India’s healthcare workers and public officials were vigilant in their fight against the virus. Despite that, the country’s healthcare infrastructure may not be enough in the face of an epidemic. Data from 2017 showed India had less than 0.5 hospital beds per 1,000 people Moreover, the country’s population density was one of the highest in the world, making it harder to contain local transmissions if strict precaution measures are not followed. A lacking healthcare infrastructure also remains a major cause for concern. This was because of an inadequate public system leading to shifting the weight to the private sector, which was not prepared for an emergency of this magnitude.
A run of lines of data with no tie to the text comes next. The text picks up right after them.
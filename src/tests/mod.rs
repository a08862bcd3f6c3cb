mod settlement_tests;

use crate::audit::in_memory::InMemoryAuditLogger;
use crate::service::LedgerService;
use crate::storage::in_memory::InMemoryStorage;

pub fn create_test_service() -> LedgerService<InMemoryStorage, InMemoryAuditLogger> {
    let _ = tracing_subscriber::fmt()
        .with_env_filter(tracing_subscriber::EnvFilter::from_default_env())
        .try_init();
    LedgerService::new(InMemoryStorage::new(), InMemoryAuditLogger::new())
}
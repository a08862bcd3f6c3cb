use crate::audit::AuditLogger;
use crate::error::LedgerError;
use crate::models::AuditEntry;
use async_trait::async_trait;
use tokio::sync::Mutex;

pub struct InMemoryAuditLogger {
    entries: Mutex<Vec<AuditEntry>>,
}

impl InMemoryAuditLogger {
    pub fn new() -> Self {
        InMemoryAuditLogger {
            entries: Mutex::new(Vec::new()),
        }
    }
}

impl Default for InMemoryAuditLogger {
    fn default() -> Self {
        Self::new()
    }
}

#[async_trait]
impl AuditLogger for InMemoryAuditLogger {
    async fn log_action(
        &self,
        action: &str,
        details: serde_json::Value,
        actor: Option<&str>,
    ) -> Result<(), LedgerError> {
        // For production: batch writes
        let mut entries = self.entries.lock().await;
        entries.push(AuditEntry::new(action, details, actor));
        Ok(())
    }

    async fn get_entries(&self) -> Result<Vec<AuditEntry>, LedgerError> {
        Ok(self.entries.lock().await.clone())
    }
}
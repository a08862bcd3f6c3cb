/// Net balances within one cent of zero are treated as settled.
pub const BALANCE_EPSILON: f64 = 0.01;

/// Tolerance when checking that custom split percentages sum to 100.
pub const SPLIT_TOLERANCE: f64 = 0.01;

pub const MAX_AMOUNT: f64 = 1_000_000.0;
pub const MAX_DESCRIPTION_LENGTH: usize = 255;

// Audit action names.
pub const EXPENSE_RECORDED: &str = "expense_recorded";
pub const EXPENSE_UPDATED: &str = "expense_updated";
pub const EXPENSE_REMOVED: &str = "expense_removed";
pub const SETTLEMENT_RECORDED: &str = "settlement_recorded";
pub const SETTLEMENT_CONFIRMED: &str = "settlement_confirmed";
pub const SETTLEMENT_CANCELLED: &str = "settlement_cancelled";
pub const BALANCES_QUERIED: &str = "balances_queried";
pub const DEBTS_QUERIED: &str = "debts_queried";
pub const DEBTS_SIMPLIFIED: &str = "debts_simplified";
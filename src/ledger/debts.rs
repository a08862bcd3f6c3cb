use super::settle_net_positions;
use crate::models::Debt;
use chrono::{DateTime, Utc};
use std::collections::HashMap;

/// Converts net balances into concrete pairwise debt records whose net
/// effect reproduces the same balances.
///
/// Creditors are matched against debtors largest-outstanding-first, so a
/// group of D debtors and C creditors settles in at most D + C - 1
/// records. Members whose balance is within one cent of zero are settled
/// and produce nothing; a fully settled (or empty) group yields an empty
/// list.
///
/// `computed_at` is stamped onto every record by the caller; the
/// computation itself never reads the clock.
pub fn materialize_debts(
    group_id: &str,
    balances: &HashMap<String, f64>,
    computed_at: DateTime<Utc>,
) -> Vec<Debt> {
    settle_net_positions(balances)
        .into_iter()
        .map(|(debtor_id, creditor_id, amount)| Debt {
            group_id: group_id.to_string(),
            debtor_id,
            creditor_id,
            amount,
            computed_at,
        })
        .collect()
}
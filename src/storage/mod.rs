use crate::error::LedgerError;
use crate::models::{Expense, Settlement};
use async_trait::async_trait;

/// Persistence collaborator for domain records, scoped queries per group.
/// Records handed back are owned copies; callers never share state with
/// the store.
#[async_trait]
pub trait Storage: Send + Sync {
    async fn save_expense(&self, expense: Expense) -> Result<(), LedgerError>;
    async fn get_expense(&self, expense_id: &str) -> Result<Option<Expense>, LedgerError>;
    async fn expenses_for_group(&self, group_id: &str) -> Result<Vec<Expense>, LedgerError>;

    async fn save_settlement(&self, settlement: Settlement) -> Result<(), LedgerError>;
    async fn get_settlement(&self, settlement_id: &str) -> Result<Option<Settlement>, LedgerError>;
    async fn settlements_for_group(&self, group_id: &str) -> Result<Vec<Settlement>, LedgerError>;
}

pub mod in_memory;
The Modi-led government announced a nation-wide lockdown in the end of March. This continued into May, when districts were divided into zones depending on the level of infections. With the responsibility lying mainly with state governments, red zones saw intensified checking and pool testing. Relaxations on lockdown measures varied depending on the status of zonal infections. An increase in daily cases and a rising death count put India ahead with the fastest infection rate worldwide in August 2020. The government, however, claimed that recoveries were significantly higher than the number of active cases. The south-western state of Maharashtra reported the most cases across the country.
The vast population affected by the government's four hours’ notice- lockdown caused widespread panic and chaos, especially for migrant workers in the informal sector. Nearly two months in, the economic impact of the virus and preventive measures were devastating, urgently requiring the economy to reopen.